More than 1 billion people in the world live on less than $1 per day, according to the World Bank. These women, children, and men are considered the poorest of the poor. They often lack enough resources for basic survival. They come from nearly every country.

Worldwide, 2.78 billion live on less than $2 a day. Practically that means they are often hungry and malnourished, have limited or no access to clean water and health care, and little or no access to education. The infant mortality rate is high, life expectancy is low, and exposure to disease is constant and often deadly.

Poverty steals not only a person's security and health but also dignity. A poor person is often too busy surviving the present to spend much time thinking about the future.

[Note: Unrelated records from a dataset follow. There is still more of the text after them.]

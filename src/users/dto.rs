use serde::{Deserialize, Serialize};
use time::OffsetDateTime;
use uuid::Uuid;

use crate::users::repo_types::User;

/// Body for registration and account update.
#[derive(Debug, Deserialize)]
pub struct UserRequest {
    #[serde(default)]
    pub email: String,
    #[serde(default)]
    pub password: String,
}

/// Public part of the user returned to the client.
#[derive(Debug, Serialize)]
pub struct PublicUser {
    pub id: Uuid,
    #[serde(with = "time::serde::rfc3339")]
    pub created_at: OffsetDateTime,
    #[serde(with = "time::serde::rfc3339")]
    pub updated_at: OffsetDateTime,
    pub email: String,
    pub is_chirpy_red: bool,
}

impl From<User> for PublicUser {
    fn from(u: User) -> Self {
        Self {
            id: u.id,
            created_at: u.created_at,
            updated_at: u.updated_at,
            email: u.email,
            is_chirpy_red: u.is_chirpy_red,
        }
    }
}
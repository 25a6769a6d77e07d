use argon2::{
    password_hash::{rand_core::OsRng, PasswordHash, PasswordHasher, PasswordVerifier, SaltString},
    Argon2,
};
use thiserror::Error;
use tracing::error;

#[derive(Debug, Error)]
pub enum PasswordError {
    #[error("hashing failed: {0}")]
    Hashing(argon2::password_hash::Error),
    #[error("stored hash is malformed: {0}")]
    MalformedHash(argon2::password_hash::Error),
    #[error("password does not match")]
    Mismatch,
}

/// Argon2id with a fresh random salt, returned as a PHC string.
pub fn hash_password(plain: &str) -> Result<String, PasswordError> {
    let salt = SaltString::generate(&mut OsRng);
    let hash = Argon2::default()
        .hash_password(plain.as_bytes(), &salt)
        .map_err(|e| {
            error!(error = %e, "argon2 hash_password error");
            PasswordError::Hashing(e)
        })?
        .to_string();
    Ok(hash)
}

/// Callers treat every error as an authentication failure; the variants
/// only exist for logging.
pub fn verify_password(plain: &str, hash: &str) -> Result<(), PasswordError> {
    let parsed = PasswordHash::new(hash).map_err(PasswordError::MalformedHash)?;
    Argon2::default()
        .verify_password(plain.as_bytes(), &parsed)
        .map_err(|_| PasswordError::Mismatch)
}

#[cfg(test)]
mod tests {
    use super::*;

    #[test]
    fn hash_and_verify_roundtrip() {
        let password = "Secur3P@ssw0rd!";
        let hash = hash_password(password).expect("hashing should succeed");
        assert!(verify_password(password, &hash).is_ok());
    }

    #[test]
    fn verify_rejects_wrong_password() {
        let hash = hash_password("correct-horse-battery-staple").expect("hashing should succeed");
        assert!(matches!(
            verify_password("wrong-password", &hash),
            Err(PasswordError::Mismatch)
        ));
    }

    #[test]
    fn verify_fails_on_malformed_hash() {
        assert!(matches!(
            verify_password("anything", "not-a-valid-hash"),
            Err(PasswordError::MalformedHash(_))
        ));
    }

    #[test]
    fn same_password_gets_a_new_salt_each_time() {
        let a = hash_password("pw123").unwrap();
        let b = hash_password("pw123").unwrap();
        assert_ne!(a, b);
        assert!(verify_password("pw123", &a).is_ok());
        assert!(verify_password("pw123", &b).is_ok());
    }
}
use axum::{
    extract::{rejection::JsonRejection, State},
    http::StatusCode,
    routing::post,
    Json, Router,
};
use tracing::{info, instrument};

use crate::{
    auth::extractors::AuthUser,
    error::ApiError,
    state::AppState,
    users::{
        dto::{PublicUser, UserRequest},
        services,
    },
};

pub fn user_routes() -> Router<AppState> {
    Router::new().route("/api/users", post(create_user).put(update_user))
}

#[instrument(skip_all)]
pub async fn create_user(
    State(state): State<AppState>,
    payload: Result<Json<UserRequest>, JsonRejection>,
) -> Result<(StatusCode, Json<PublicUser>), ApiError> {
    let Json(payload) = payload?;
    let user = services::register(state.users.as_ref(), &payload.email, &payload.password).await?;
    info!(user_id = %user.id, "user registered");
    Ok((StatusCode::CREATED, Json(user.into())))
}

#[instrument(skip(state, payload))]
pub async fn update_user(
    State(state): State<AppState>,
    AuthUser(user_id): AuthUser,
    payload: Result<Json<UserRequest>, JsonRejection>,
) -> Result<Json<PublicUser>, ApiError> {
    let Json(payload) = payload?;
    let user =
        services::update(state.users.as_ref(), user_id, &payload.email, &payload.password).await?;
    info!(user_id = %user.id, "user updated");
    Ok(Json(user.into()))
}
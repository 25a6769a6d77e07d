use crate::state::AppState;
use axum::Router;

pub mod handlers;

pub fn router() -> Router<AppState> {
    handlers::webhook_routes()
}
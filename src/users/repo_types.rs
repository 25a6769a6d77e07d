use serde::{Deserialize, Serialize};
use sqlx::FromRow;
use time::OffsetDateTime;
use uuid::Uuid;

/// User record in the database.
#[derive(Debug, Clone, Serialize, Deserialize, FromRow)]
pub struct User {
    pub id: Uuid,
    pub email: String,
    #[serde(skip_serializing)]
    pub hashed_password: String, // Argon2 PHC string, never exposed
    pub is_chirpy_red: bool,
    pub created_at: OffsetDateTime,
    pub updated_at: OffsetDateTime,
}
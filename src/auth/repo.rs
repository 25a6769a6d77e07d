use async_trait::async_trait;
use time::OffsetDateTime;
use uuid::Uuid;

use crate::auth::repo_types::RefreshToken;
use crate::db::StoreError;

/// What the session layer needs from storage for refresh tokens.
#[async_trait]
pub trait RefreshTokenStore: Send + Sync {
    /// Fails with `Conflict` if the token string already exists.
    async fn create_refresh_token(
        &self,
        token: &str,
        user_id: Uuid,
        expires_at: OffsetDateTime,
    ) -> Result<RefreshToken, StoreError>;

    async fn get_refresh_token(&self, token: &str) -> Result<RefreshToken, StoreError>;

    /// Stamps `revoked_at` if it is still empty. Revoking twice succeeds and
    /// keeps the first timestamp. Unknown tokens fail with `NotFound`.
    async fn revoke_refresh_token(&self, token: &str) -> Result<(), StoreError>;
}
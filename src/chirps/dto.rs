use serde::{Deserialize, Serialize};
use time::OffsetDateTime;
use uuid::Uuid;

use crate::chirps::repo_types::Chirp;

#[derive(Debug, Deserialize)]
pub struct CreateChirpRequest {
    pub body: String,
}

#[derive(Debug, Default, Deserialize)]
pub struct ListQuery {
    pub author_id: Option<String>,
    pub sort: Option<String>,
}

#[derive(Debug, Serialize)]
pub struct ChirpResponse {
    pub id: Uuid,
    #[serde(with = "time::serde::rfc3339")]
    pub created_at: OffsetDateTime,
    #[serde(with = "time::serde::rfc3339")]
    pub updated_at: OffsetDateTime,
    pub body: String,
    pub user_id: Uuid,
}

impl From<Chirp> for ChirpResponse {
    fn from(c: Chirp) -> Self {
        Self {
            id: c.id,
            created_at: c.created_at,
            updated_at: c.updated_at,
            body: c.body,
            user_id: c.user_id,
        }
    }
}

Three Sisters is director Wang Bing's seventh feature and it revolves around the lonely and exhausting daily existence of three sisters who live in a small village in China's Yunnan province. Using his own distinctive brand of long-form observational cinema, he immerses us in the midst of their hard-working lives. Here is a spiritually attuned film that puts before our eyes and hearts the hidden lives of the very poor who feel left out of China's "economic miracle."

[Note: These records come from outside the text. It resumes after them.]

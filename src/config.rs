use std::fmt;

use time::{Duration, OffsetDateTime};

const SECONDS_PER_DAY: i64 = 24 * 60 * 60;

/// Session token signing settings.
#[derive(Clone)]
pub struct JwtConfig {
    pub secret: String,
    pub ttl_seconds: i64,
    pub refresh_ttl_days: i64,
}

#[derive(Clone)]
pub struct AppConfig {
    pub port: u16,
    pub database_url: String,
    pub platform: String,
    pub polka_key: String,
    pub file_path_root: String,
    pub jwt: JwtConfig,
}

impl AppConfig {
    /// Reads the environment (after an optional `.env`). Every missing
    /// required variable is reported at once.
    pub fn from_env() -> anyhow::Result<Self> {
        let port = match non_empty("PORT") {
            Some(raw) => raw
                .parse::<u16>()
                .map_err(|e| anyhow::anyhow!("invalid value for PORT: {e}"))?,
            None => 8080,
        };

        let mut missing = Vec::new();
        let mut required = |name: &'static str| {
            non_empty(name).unwrap_or_else(|| {
                missing.push(name);
                String::new()
            })
        };
        let database_url = required("DB_URL");
        let polka_key = required("POLKA_KEY");
        let secret = required("TOKEN_SECRET");

        if !missing.is_empty() {
            anyhow::bail!("missing required env vars: {}", missing.join(", "));
        }

        let ttl_seconds = parsed_or("TOKEN_TTL_SECONDS", 60 * 60)?;
        ensure_representable("TOKEN_TTL_SECONDS", Some(ttl_seconds))?;
        let refresh_ttl_days = parsed_or("REFRESH_TOKEN_TTL_DAYS", 60)?;
        ensure_representable(
            "REFRESH_TOKEN_TTL_DAYS",
            refresh_ttl_days.checked_mul(SECONDS_PER_DAY),
        )?;

        let jwt = JwtConfig {
            secret,
            ttl_seconds,
            refresh_ttl_days,
        };

        Ok(Self {
            port,
            database_url,
            platform: std::env::var("PLATFORM").unwrap_or_default(),
            polka_key,
            file_path_root: non_empty("FILEPATH_ROOT").unwrap_or_else(|| ".".into()),
            jwt,
        })
    }

    pub fn is_dev(&self) -> bool {
        self.platform == "dev"
    }
}

fn non_empty(name: &str) -> Option<String> {
    std::env::var(name).ok().filter(|v| !v.is_empty())
}

fn parsed_or(name: &str, default: i64) -> anyhow::Result<i64> {
    match non_empty(name) {
        Some(raw) => {
            let value = raw
                .parse::<i64>()
                .map_err(|e| anyhow::anyhow!("invalid value for {name}: {e}"))?;
            anyhow::ensure!(value > 0, "{name} must be positive");
            Ok(value)
        }
        None => Ok(default),
    }
}

/// Expiry timestamps are computed as `now + ttl`; reject lifetimes that
/// cannot be added to the current time.
fn ensure_representable(name: &str, seconds: Option<i64>) -> anyhow::Result<()> {
    seconds
        .and_then(|s| OffsetDateTime::now_utc().checked_add(Duration::seconds(s)))
        .map(|_| ())
        .ok_or_else(|| anyhow::anyhow!("invalid value for {name}: lifetime too large"))
}

impl fmt::Debug for AppConfig {
    fn fmt(&self, f: &mut fmt::Formatter<'_>) -> fmt::Result {
        f.debug_struct("AppConfig")
            .field("port", &self.port)
            .field("platform", &self.platform)
            .field("file_path_root", &self.file_path_root)
            .field("polka_key", &"<redacted>")
            .field("token_secret", &"<redacted>")
            .field("token_ttl_seconds", &self.jwt.ttl_seconds)
            .field("refresh_ttl_days", &self.jwt.refresh_ttl_days)
            .finish()
    }
}
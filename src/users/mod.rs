use crate::state::AppState;
use axum::Router;

pub mod dto;
pub mod handlers;
pub mod repo;
pub mod repo_types;
pub mod services;

pub fn router() -> Router<AppState> {
    handlers::user_routes()
}
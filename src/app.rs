use std::net::SocketAddr;

use axum::Router;
use tower_http::{cors::CorsLayer, trace::TraceLayer};

use crate::state::AppState;
use crate::{auth, chirps, ops, users, webhooks};

pub fn build_app(state: AppState) -> Router {
    Router::new()
        .merge(users::router())
        .merge(auth::router())
        .merge(chirps::router())
        .merge(webhooks::router())
        .merge(ops::router())
        .merge(ops::file_server(&state))
        .with_state(state)
        .layer(CorsLayer::permissive())
        .layer(
            TraceLayer::new_for_http()
                .make_span_with(|req: &axum::http::Request<_>| {
                    let method = req.method().clone();
                    let uri = req.uri().clone();
                    tracing::info_span!(
                        "http_request",
                        %method,
                        uri = %uri,
                        status = tracing::field::Empty
                    )
                })
                .on_response(
                    |res: &axum::http::Response<_>,
                     latency: std::time::Duration,
                     span: &tracing::Span| {
                        let status = res.status();
                        span.record("status", tracing::field::display(status));
                        let latency_ms = latency.as_millis() as u64;
                        if status.is_server_error() {
                            tracing::error!(%status, latency_ms, "response");
                        } else {
                            tracing::info!(%status, latency_ms, "response");
                        }
                    },
                ),
        )
}

pub async fn serve(app: Router, port: u16) -> anyhow::Result<()> {
    let addr = SocketAddr::from(([0, 0, 0, 0], port));
    tracing::info!("listening on {}", addr);
    let listener = tokio::net::TcpListener::bind(addr).await?;
    axum::serve(listener, app).await?;
    Ok(())
}
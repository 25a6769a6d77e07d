use rand::{rngs::OsRng, RngCore};
use thiserror::Error;

const REFRESH_TOKEN_BYTES: usize = 32;

#[derive(Debug, Error)]
#[error("secure random source unavailable: {0}")]
pub struct EntropyError(#[from] rand::Error);

/// 32 bytes from the OS RNG as 64 lowercase hex characters.
pub fn make_refresh_token() -> Result<String, EntropyError> {
    let mut key = [0u8; REFRESH_TOKEN_BYTES];
    OsRng.try_fill_bytes(&mut key)?;
    Ok(hex::encode(key))
}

The mother of these sisters left them behind years ago, and their father is looking for work in the city. Their grandfather and aunt don't have the energy or inclination to look after them, and so it falls upon the oldest, Yingying, a ten-year-old girl, to do so. She tries to be patient but the energy and emotional moodiness of six-year-old Zhenzhen and four-year-old Fenfen prove to be quite taxing. An illustration of Yingying's kindness is her repeated ritual of picking lice out of the hair of her siblings.

Yingying has shortness of breath and a bad cough to show for the long hours she puts in with her sisters and tending the animals, which include three large pigs, sheep, and goats. She is momentarily happy when her father returns home with gifts for his daughters, but she is disappointed when he decides to take the two youngest back to the city with him.

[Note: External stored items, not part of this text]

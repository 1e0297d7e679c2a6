//! Stage size negotiation across the four dependent pipeline segments.
//!
//! Given sensor geometry, the current chain geometry, and a requested
//! input/output crop for one segment, each entry point produces an updated
//! chain geometry plus the delta mask of parameter blocks that must be
//! rewritten. Callers serialize through whatever exclusive guard owns the
//! device; on overlapping requests the later call wins.

use tracing::debug;

use acheron_core::geometry::{
    ChainGeometry, CropRect, PixelSize, SensorGeometry, clamp_scale,
};
use acheron_core::ids::ChainId;
use acheron_core::params::{
    ControlParam, DeltaMask, OtfInputParam, OtfOutputParam, ParamBlockId,
};
use acheron_core::region::ParamTable;

use crate::error::ChainError;

/// Result of a stage-3 negotiation, which may clamp the requested size.
#[derive(Debug, Clone, Copy, PartialEq, Eq)]
pub struct Stage3Outcome {
    /// Parameter blocks rewritten by the call.
    pub delta: DeltaMask,
    /// Final output size after clamping.
    pub output: PixelSize,
    /// Whether the request was corrected against the scaler limits.
    pub clamped: bool,
}

/// Borrowed negotiation context over the device's geometry and parameters.
///
/// # Example
/// ```rust
/// use acheron::negotiator::StageNegotiator;
/// use acheron::prelude::*;
///
/// let sensor = SensorGeometry {
///     output: PixelSize::new(4128, 3096),
///     margins: Margins::new(16, 16, 12, 12),
///     binning: RATIO_ONE,
///     bns: PixelSize::default(),
///     framerate: 30,
/// };
/// let mut chain = ChainGeometry::default();
/// let mut params = ParamTable::default();
/// let mut negotiator = StageNegotiator {
///     sensor: &sensor,
///     chain: &mut chain,
///     params: &mut params,
///     reprocessing: false,
/// };
/// let crop = CropRect::full(PixelSize::new(4096, 3072));
/// let out = CropRect::full(PixelSize::new(2560, 1920));
/// let delta = negotiator.stage0(crop, out).unwrap();
/// assert!(!delta.is_empty());
/// ```
pub struct StageNegotiator<'a> {
    pub sensor: &'a SensorGeometry,
    pub chain: &'a mut ChainGeometry,
    pub params: &'a mut ParamTable,
    pub reprocessing: bool,
}

impl StageNegotiator<'_> {
    /// Input feeding the first stage: the binning-scaler output when
    /// present, otherwise the binned active sensor area.
    pub fn base_input(&self) -> PixelSize {
        if self.sensor.bns.is_zero() {
            self.sensor.binned_size()
        } else {
            self.sensor.bns
        }
    }

    fn write_control(&mut self, delta: &mut DeltaMask, id: ParamBlockId, value: ControlParam) {
        self.params.write_control(id, value);
        delta.set(id);
    }

    fn write_otf_input(&mut self, delta: &mut DeltaMask, id: ParamBlockId, value: OtfInputParam) {
        self.params.write_otf_input(id, value);
        delta.set(id);
    }

    fn write_otf_output(&mut self, delta: &mut DeltaMask, id: ParamBlockId, value: OtfOutputParam) {
        self.params.write_otf_output(id, value);
        delta.set(id);
    }

    /// Negotiate the first segment: bayer crop and demosaic input.
    ///
    /// `input_crop` is applied before optical/bayer processing;
    /// `output_crop` selects the demosaic output within the cropped area.
    /// The two immediately dependent consumers (distortion correction and
    /// the first scale/crop stage) always mirror chain0 1:1.
    pub fn stage0(
        &mut self,
        input_crop: CropRect,
        output_crop: CropRect,
    ) -> Result<DeltaMask, ChainError> {
        let base = self.base_input();
        if base.is_zero() {
            return Err(ChainError::InvalidGeometry(
                "sensor geometry not initialized".into(),
            ));
        }
        if !input_crop.fits_within(base) {
            return Err(ChainError::InvalidGeometry(format!(
                "chain0 input crop {input_crop} exceeds sensor input {base}"
            )));
        }
        if !output_crop.fits_within(input_crop.size()) {
            return Err(ChainError::InvalidGeometry(format!(
                "chain0 output crop {} exceeds input crop {}",
                output_crop,
                input_crop.size()
            )));
        }

        let output = output_crop.size();
        let seg0 = self.chain.segment_mut(ChainId::Chain0);
        seg0.input = base;
        seg0.crop = input_crop;
        seg0.output = output;
        // Distortion correction and the capture scaler mirror chain0 1:1.
        self.chain.link(ChainId::Chain1, output, output);
        // A populated downstream segment re-seats on the new input; its
        // own output stays until the next stage1 call.
        let seg2 = self.chain.segment_mut(ChainId::Chain2);
        if !seg2.input.is_zero() {
            seg2.input = output;
            seg2.crop = CropRect::full(output);
        }

        let mut delta = DeltaMask::default();
        self.write_control(&mut delta, ParamBlockId::BayerControl, ControlParam::enabled());
        self.write_otf_input(
            &mut delta,
            ParamBlockId::BayerOtfInput,
            OtfInputParam::enabled(base, input_crop),
        );
        self.write_otf_input(
            &mut delta,
            ParamBlockId::IspOtfInput,
            OtfInputParam::enabled(input_crop.size(), output_crop),
        );
        self.write_otf_input(
            &mut delta,
            ParamBlockId::DrcOtfInput,
            OtfInputParam::enabled(output, CropRect::full(output)),
        );
        self.write_otf_output(
            &mut delta,
            ParamBlockId::DrcOtfOutput,
            OtfOutputParam::enabled(output),
        );
        self.write_otf_input(
            &mut delta,
            ParamBlockId::SccOtfInput,
            OtfInputParam::enabled(output, CropRect::full(output)),
        );

        debug_assert!(self.chain.validate().is_ok());
        debug!(%input_crop, %output_crop, "stage0 negotiated");
        Ok(delta)
    }

    /// Negotiate the color-correction scale output and its downstream
    /// consumers (distortion compensation and the stabilization input).
    pub fn stage1(&mut self, size: PixelSize) -> Result<DeltaMask, ChainError> {
        if size.is_zero() {
            return Err(ChainError::InvalidGeometry("chain1 output size is zero".into()));
        }
        let seg1 = self.chain.segment(ChainId::Chain1);
        if seg1.input.is_zero() {
            return Err(ChainError::InvalidGeometry(
                "chain1 input not negotiated".into(),
            ));
        }

        self.chain.segment_mut(ChainId::Chain1).output = size;
        self.chain.link(ChainId::Chain2, size, size);
        let seg3 = self.chain.segment_mut(ChainId::Chain3);
        seg3.input = size;
        seg3.crop = CropRect::full(size);
        if seg3.output.is_zero() {
            seg3.output = size;
        }

        let mut delta = DeltaMask::default();
        self.write_otf_output(
            &mut delta,
            ParamBlockId::SccOtfOutput,
            OtfOutputParam::enabled(size),
        );
        self.write_otf_input(
            &mut delta,
            ParamBlockId::OdcOtfInput,
            OtfInputParam::enabled(size, CropRect::full(size)),
        );
        self.write_otf_output(
            &mut delta,
            ParamBlockId::OdcOtfOutput,
            OtfOutputParam::enabled(size),
        );
        self.write_otf_input(
            &mut delta,
            ParamBlockId::DisOtfInput,
            OtfInputParam::enabled(size, CropRect::full(size)),
        );

        debug_assert!(self.chain.validate().is_ok());
        debug!(%size, "stage1 negotiated");
        Ok(delta)
    }

    /// Negotiate the stabilization output / noise-reduction chain.
    ///
    /// A no-op in reprocessing mode: offline reprocessing bypasses
    /// stabilization entirely.
    pub fn stage2(&mut self, size: PixelSize) -> Result<DeltaMask, ChainError> {
        if self.reprocessing {
            return Ok(DeltaMask::default());
        }
        if size.is_zero() {
            return Err(ChainError::InvalidGeometry("chain2 output size is zero".into()));
        }
        if self.chain.segment(ChainId::Chain2).input.is_zero() {
            return Err(ChainError::InvalidGeometry(
                "chain2 input not negotiated".into(),
            ));
        }

        self.chain.segment_mut(ChainId::Chain2).output = size;
        let seg3 = self.chain.segment_mut(ChainId::Chain3);
        seg3.input = size;
        seg3.crop = CropRect::full(size);
        if seg3.output.is_zero() {
            seg3.output = size;
        }

        let mut delta = DeltaMask::default();
        self.write_otf_output(
            &mut delta,
            ParamBlockId::DisOtfOutput,
            OtfOutputParam::enabled(size),
        );
        self.write_otf_input(
            &mut delta,
            ParamBlockId::TdnrOtfInput,
            OtfInputParam::enabled(size, CropRect::full(size)),
        );
        self.write_otf_output(
            &mut delta,
            ParamBlockId::TdnrOtfOutput,
            OtfOutputParam::enabled(size),
        );
        self.write_otf_input(
            &mut delta,
            ParamBlockId::ScpOtfInput,
            OtfInputParam::enabled(size, CropRect::full(size)),
        );

        debug_assert!(self.chain.validate().is_ok());
        debug!(%size, "stage2 negotiated");
        Ok(delta)
    }

    /// Negotiate the final scale/crop stage and the face-detection input.
    ///
    /// The requested size is first clamped against the stage's 1/16x–4x
    /// scale limits relative to its current input; clamping is a corrected
    /// value notice, not an error. A no-op in reprocessing mode.
    pub fn stage3(&mut self, size: PixelSize) -> Result<Stage3Outcome, ChainError> {
        if self.reprocessing {
            return Ok(Stage3Outcome {
                delta: DeltaMask::default(),
                output: self.chain.segment(ChainId::Chain3).output,
                clamped: false,
            });
        }
        if size.is_zero() {
            return Err(ChainError::InvalidGeometry("chain3 output size is zero".into()));
        }
        let input = self.chain.segment(ChainId::Chain3).input;
        if input.is_zero() {
            return Err(ChainError::InvalidGeometry(
                "chain3 input not negotiated".into(),
            ));
        }

        let (output, clamped) = clamp_scale(input, size);
        if clamped {
            debug!(requested = %size, corrected = %output, %input, "stage3 scale clamped");
        }

        let seg3 = self.chain.segment_mut(ChainId::Chain3);
        seg3.output = output;
        seg3.crop = CropRect::full(input);

        let mut delta = DeltaMask::default();
        self.write_otf_input(
            &mut delta,
            ParamBlockId::ScpCropOutput,
            OtfInputParam::enabled(output, CropRect::full(input)),
        );
        self.write_otf_output(
            &mut delta,
            ParamBlockId::ScpOtfOutput,
            OtfOutputParam::enabled(output),
        );
        self.write_control(&mut delta, ParamBlockId::FdControl, ControlParam::enabled());
        self.write_otf_input(
            &mut delta,
            ParamBlockId::FdOtfInput,
            OtfInputParam::enabled(output, CropRect::full(output)),
        );

        debug_assert!(self.chain.validate().is_ok());
        Ok(Stage3Outcome {
            delta,
            output,
            clamped,
        })
    }
}
use std::sync::{Mutex, OnceLock};

/// Default bounded retries while waiting for 3A stream readiness.
pub const DEFAULT_GROUP_READY_RETRIES: u32 = 100;
/// Default sleep between readiness polls (milliseconds).
pub const DEFAULT_GROUP_READY_WAIT_MS: u64 = 1;
/// Default bounded retries while waiting for a process stop.
pub const DEFAULT_PROCESS_STOP_RETRIES: u32 = 100;
/// Default sleep between process-stop polls (milliseconds).
pub const DEFAULT_PROCESS_STOP_WAIT_MS: u64 = 1;
/// Default chain-side retries when the engine reports busy on a shot.
pub const DEFAULT_SHOT_BUSY_RETRIES: u32 = 2;
/// Default engine-side retry budget passed with each shot.
pub const DEFAULT_SHOT_RETRY: u32 = 3;
/// Default preallocated frames per device instance.
pub const DEFAULT_FRAME_CAPACITY: usize = 8;
/// Default completion queue depth.
pub const DEFAULT_COMPLETION_DEPTH: usize = 32;

/// Tunables for waits, retries, and queue depths.
///
/// # Example
/// ```rust
/// use acheron::prelude::*;
///
/// set_chain_tunables(ChainTunables {
///     shot_busy_retries: 4,
///     ..ChainTunables::default()
/// });
/// ```
#[derive(Clone, Copy, Debug)]
#[cfg_attr(feature = "serde", derive(serde::Serialize, serde::Deserialize))]
#[cfg_attr(feature = "serde", serde(default))]
pub struct ChainTunables {
    pub group_ready_retries: u32,
    pub group_ready_wait_ms: u64,
    pub process_stop_retries: u32,
    pub process_stop_wait_ms: u64,
    pub shot_busy_retries: u32,
    pub shot_retry: u32,
    pub frame_capacity: usize,
    pub completion_depth: usize,
}

impl Default for ChainTunables {
    fn default() -> Self {
        Self {
            group_ready_retries: DEFAULT_GROUP_READY_RETRIES,
            group_ready_wait_ms: DEFAULT_GROUP_READY_WAIT_MS,
            process_stop_retries: DEFAULT_PROCESS_STOP_RETRIES,
            process_stop_wait_ms: DEFAULT_PROCESS_STOP_WAIT_MS,
            shot_busy_retries: DEFAULT_SHOT_BUSY_RETRIES,
            shot_retry: DEFAULT_SHOT_RETRY,
            frame_capacity: DEFAULT_FRAME_CAPACITY,
            completion_depth: DEFAULT_COMPLETION_DEPTH,
        }
    }
}

impl ChainTunables {
    fn sanitized(self) -> Self {
        Self {
            group_ready_retries: self.group_ready_retries.max(1),
            group_ready_wait_ms: self.group_ready_wait_ms,
            process_stop_retries: self.process_stop_retries.max(1),
            process_stop_wait_ms: self.process_stop_wait_ms,
            shot_busy_retries: self.shot_busy_retries,
            shot_retry: self.shot_retry,
            frame_capacity: self.frame_capacity.max(1),
            completion_depth: self.completion_depth.max(1),
        }
    }
}

static CHAIN_TUNABLES: OnceLock<Mutex<ChainTunables>> = OnceLock::new();

/// Override chain tunables process-wide.
pub fn set_chain_tunables(tunables: ChainTunables) {
    let lock = CHAIN_TUNABLES.get_or_init(|| Mutex::new(ChainTunables::default()));
    *lock.lock().unwrap_or_else(|e| e.into_inner()) = tunables.sanitized();
}

/// Current chain tunables.
pub fn chain_tunables() -> ChainTunables {
    CHAIN_TUNABLES
        .get()
        .and_then(|lock| lock.lock().ok().map(|t| *t))
        .unwrap_or_default()
}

Yingying's feelings of being stranded are exacerbated by a neighbor who refuses her request to play with him and by an angry girl who berates her in public. The final straw is when he father returns home and introduces a babysitter and her young daughter who will now be living with them in the tiny and filthy shack they call home. Her discontent is further mirrored in the community's town meeting where the poor peasants respond negatively to a governmental move to collect health insurance fees that none of them can afford to pay.